Her report identified five key susceptibility areas: Institutional issues, election operations, electoral technology, public outreach and legal reforms. Collectively, they continue to threaten the IEBC’s integrity.
For the new commissioners, these areas are not just historical lessons but active minefields, exacerbated by their own political affiliations.
Akombe’s most damning revelation was the pervasive political interference that turned IEBC plenary meetings into battlegrounds of fear and intimidation. She recounts how government and party officials received “blow-by-blow briefings” of closed-door discussions, with commissioners facing calls from political actors after meetings.

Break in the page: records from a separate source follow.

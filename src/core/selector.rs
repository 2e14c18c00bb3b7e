use super::error::{GlidepathError, Result};
use super::matrix::{CostMatrix, GlidePlan};
use super::types::Bucket;

/// Picks the bucket a path holds each year.
///
/// The initial bucket comes from the glide plan for the full horizon. After
/// that the selector only ever moves to a bucket with strictly less equity,
/// so equity exposure within a path is a one-way ratchet toward safety.
#[derive(Debug, Clone, Copy)]
pub struct AllocationSelector<'a> {
    matrix: &'a CostMatrix,
    plan: &'a GlidePlan,
    rounding_precision: u32,
}

impl<'a> AllocationSelector<'a> {
    pub fn new(matrix: &'a CostMatrix, plan: &'a GlidePlan, rounding_precision: u32) -> Self {
        Self {
            matrix,
            plan,
            rounding_precision,
        }
    }

    pub fn plan(&self) -> &'a GlidePlan {
        self.plan
    }

    /// Bucket used for year 2 of a path of `horizon` years.
    pub fn initial(&self, horizon: u32) -> Result<Bucket> {
        let weight = self.plan.entry(horizon).and_then(|e| e.equity_weight);
        let unresolved = || GlidepathError::UnresolvedAllocation {
            horizon,
            equity_weight: weight,
        };
        let rounded = round_to(weight.ok_or_else(unresolved)?, self.rounding_precision);
        self.matrix
            .buckets()
            .buckets()
            .iter()
            .copied()
            .find(|b| (b.weight() - rounded).abs() < 1e-9)
            .ok_or_else(unresolved)
    }

    /// Bucket for the next year given the value reached so far and the
    /// number of matrix years still ahead (including the year being entered).
    pub fn next(&self, current: Bucket, value: f64, remaining_horizon: u32) -> Bucket {
        self.matrix
            .buckets()
            .buckets()
            .iter()
            .copied()
            .filter(|b| *b < current)
            .filter(|b| {
                self.matrix
                    .cost(*b, remaining_horizon)
                    .map(|cost| cost <= value)
                    .unwrap_or(false)
            })
            .min()
            .unwrap_or(current)
    }
}

/// Matrix horizon still ahead when a path of `horizon` years enters `year`.
pub fn remaining_horizon(horizon: u32, year: u32) -> u32 {
    horizon - year + 2
}

fn round_to(value: f64, decimals: u32) -> f64 {
    let scale = 10f64.powi(decimals as i32);
    (value * scale).round() / scale
}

This created a chilling effect, where some commissioners remained silent or aligned with “reporters” to avoid retribution. The new commissioners, several of whom have ties to Kenya’s political elite, are particularly vulnerable to this pressure.
Akombe’s report vividly describes the IEBC’s internal dysfunction, driven by dual centres of power between the chairperson and the CEO, which fractured the commission into factions. This was starkly evident when five commissioners publicly disavowed chairman Wafula Chebukati’s memo to the CEO in September 2017, undermining staff morale and exposing the commission’s disunity. Political actors exploited these divisions, pitting factions against each other to advance their agendas.
The new commissioners face a similar risk, particularly given their political affiliations.
Akombe criticised the IEBC’s appointment process, noting that commissioners were selected through political deals rather than expertise or integrity.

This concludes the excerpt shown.